Dataset content
━━━━━━━━━━━━━━━━━━━━━━━━━━━━━━

use crate::queue::{Job, JobError};
use sha2::{Digest, Sha256};
use std::sync::Arc;
use tokio::sync::mpsc;
use tokio::task::JoinHandle;
use tokio_util::sync::CancellationToken;
use tracing::{error, info};

#[async_trait::async_trait]
pub trait JobHandler: Send + Sync {
    async fn handle(&self, job: Job) -> anyhow::Result<()>;
}

pub struct Worker {
    receiver: mpsc::Receiver<Job>,
    handler: Arc<dyn JobHandler>,
    token: CancellationToken,
}

impl Worker {
    pub fn new(
        receiver: mpsc::Receiver<Job>,
        handler: Arc<dyn JobHandler>,
        token: CancellationToken,
    ) -> Self {
        Self {
            receiver,
            handler,
            token,
        }
    }

    pub async fn run(mut self) {
        info!("Worker started");
        loop {
            let job = tokio::select! {
                _ = self.token.cancelled() => break,
                job = self.receiver.recv() => match job {
                    Some(job) => job,
                    None => break,
                },
            };
            if let Err(e) = self.handler.handle(job.clone()).await {
                error!(?job, "job failed: {}", e);
            }
        }
        info!("Worker stopped");
    }
}

/// Per-item work executed by a partition worker.
#[async_trait::async_trait]
pub trait Handler<T>: Send + Sync {
    async fn handle(&self, item: T);
}

/// Stable partition for `key`; the same key always lands on the same worker.
pub fn partition_of(key: &str, partitions: usize) -> usize {
    let digest = Sha256::digest(key.as_bytes());
    let mut prefix = [0u8; 8];
    prefix.copy_from_slice(&digest[..8]);
    (u64::from_le_bytes(prefix) % partitions.max(1) as u64) as usize
}

/// Fixed set of workers, each draining its own channel. Items sharing a key
/// are processed sequentially in dispatch order.
pub struct PartitionedPool<T> {
    senders: Vec<mpsc::Sender<T>>,
    handles: Vec<JoinHandle<()>>,
}

impl<T: Send + 'static> PartitionedPool<T> {
    pub fn spawn(
        workers: usize,
        capacity: usize,
        handler: Arc<dyn Handler<T>>,
        token: CancellationToken,
    ) -> Self {
        let workers = workers.max(1);
        let mut senders = Vec::with_capacity(workers);
        let mut handles = Vec::with_capacity(workers);

        for worker in 0..workers {
            let (tx, mut rx) = mpsc::channel::<T>(capacity.max(1));
            let handler = Arc::clone(&handler);
            let token = token.clone();
            handles.push(tokio::spawn(async move {
                info!(worker, "partition worker started");
                loop {
                    let item = tokio::select! {
                        _ = token.cancelled() => break,
                        item = rx.recv() => match item {
                            Some(item) => item,
                            None => break,
                        },
                    };
                    handler.handle(item).await;
                }
                info!(worker, "partition worker stopped");
            }));
            senders.push(tx);
        }

        Self { senders, handles }
    }

    pub fn workers(&self) -> usize {
        self.senders.len()
    }

    pub async fn dispatch(&self, key: &str, item: T) -> Result<(), JobError> {
        let sender = &self.senders[partition_of(key, self.senders.len())];
        sender.send(item).await.map_err(|_| JobError::Closed)
    }

    /// Closes every channel and waits for workers to drain what they hold.
    pub async fn shutdown(self) {
        drop(self.senders);
        for handle in self.handles {
            if let Err(e) = handle.await {
                error!("partition worker panicked: {}", e);
            }
        }
    }
}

━━━━━━━━━━━━━━━━━━━━━━━━━━━━━━

Whenever a line above has the word "stopped" in it, copy that line.

Response for this exercise
        info!("Worker stopped");
                info!(worker, "partition worker stopped");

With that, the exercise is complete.